======== Entries provided ========

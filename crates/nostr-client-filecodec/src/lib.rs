//! A NIP-95 file codec: splits an arbitrary blob into a lazily-signed
//! sequence of base64-encoded chunk events plus a metadata event naming the
//! whole file's SHA-256 and the ordered list of chunk ids.

pub mod chunker;
pub mod encode;
pub mod error;

pub use chunker::{chunk_ranges, chunk_size_for, EVENT_OVERHEAD};
pub use encode::{plan, ChunkEvents, EncodePlan, FileCodecOptions, SeekRead};
pub use error::FileCodecError;

#[cfg(test)]
mod tests {
    use std::io::Cursor;

    use nostr_client_types::SecretKey;

    use super::*;

    fn signer() -> SecretKey {
        SecretKey::from_hex("f5dfe77a89298142e2d464ca4368485c8b23825c082ff69be80538f980c403dc").unwrap()
    }

    /// A 64 KiB all-zero blob with `maxMessageSize` = 16384 splits into
    /// exactly 6 chunk events (each
    /// `blockSize` = 12027 bytes, per `chunk_size_for_16kib_budget`) plus one
    /// metadata event, and the metadata's `x` tag is the file's real SHA-256.
    #[test]
    fn encodes_64kib_zero_blob_into_one_metadata_and_six_chunks() {
        let signer = signer();
        let blob_bytes = vec![0u8; 65536];
        let mut blob = Cursor::new(blob_bytes);

        let options = FileCodecOptions::new("zeros.bin", "application/octet-stream", 16384);
        let plan = plan(&mut blob, 65536, &signer, &options).unwrap();

        assert_eq!(plan.chunk_size, 12027);
        assert_eq!(plan.num_chunks(), 6);
        assert_eq!(
            plan.sha256_hex,
            "de2f256064a0af797747c2b97505dc0b9f3df0de4f489eac731c23ae9ca9cc31"
        );

        let metadata_json = serde_json::to_string(&plan.metadata_event).unwrap();
        assert!(metadata_json.len() <= 16384);
        assert_eq!(plan.metadata_event.kind, nostr_client_types::kind::FILE_METADATA);

        let e_tags: Vec<&str> = plan
            .metadata_event
            .tags
            .iter()
            .filter(|t| t[0] == "e")
            .map(|t| t[1].as_str())
            .collect();
        assert_eq!(e_tags.len(), 6);

        let block_size_tag = plan.metadata_event.tags.iter().find(|t| t[0] == "blockSize").unwrap();
        assert_eq!(block_size_tag[1], "12027");

        let mut seen_ids = Vec::new();
        let mut emitted = 0;
        for (i, chunk) in plan.chunk_events(&mut blob, &signer).enumerate() {
            let event = chunk.unwrap();
            let json = serde_json::to_string(&event).unwrap();
            assert!(json.len() <= 16384);
            assert_eq!(event.kind, nostr_client_types::kind::FILE_CHUNK);
            if i < 5 {
                // every non-final chunk decodes back to exactly blockSize raw bytes
                let decoded = base64::Engine::decode(&base64::engine::general_purpose::STANDARD, &event.content).unwrap();
                assert_eq!(decoded.len(), 12027);
            }
            seen_ids.push(event.id.to_hex());
            emitted += 1;
        }
        assert_eq!(emitted, 6);
        assert_eq!(seen_ids, e_tags);
    }

    #[test]
    fn missing_mime_type_is_rejected() {
        let signer = signer();
        let mut blob = Cursor::new(vec![1u8, 2, 3]);
        let mut options = FileCodecOptions::new("f.bin", "x/y", 16384);
        options.mime_type = None;
        let err = plan(&mut blob, 3, &signer, &options).unwrap_err();
        assert!(matches!(err, FileCodecError::MissingMimeType));
    }

    #[test]
    fn single_chunk_file_has_no_block_size_tag() {
        let signer = signer();
        let mut blob = Cursor::new(vec![7u8; 10]);
        let options = FileCodecOptions::new("tiny.bin", "application/octet-stream", 16384);
        let plan = plan(&mut blob, 10, &signer, &options).unwrap();
        assert_eq!(plan.num_chunks(), 1);
        assert!(!plan.metadata_event.tags.iter().any(|t| t[0] == "blockSize"));
    }
}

========

*Task item*:
Retype the records above, but only those lines that fall between the line containing "let blob_bytes = vec![0u8; 65536];" and the line containing "assert_eq!(plan.num_chunks(), 6);", with both of those lines included, exactly as written.

*Expected answer*:
        let blob_bytes = vec![0u8; 65536];
        let mut blob = Cursor::new(blob_bytes);

        let options = FileCodecOptions::new("zeros.bin", "application/octet-stream", 16384);
        let plan = plan(&mut blob, 65536, &signer, &options).unwrap();

        assert_eq!(plan.chunk_size, 12027);
        assert_eq!(plan.num_chunks(), 6);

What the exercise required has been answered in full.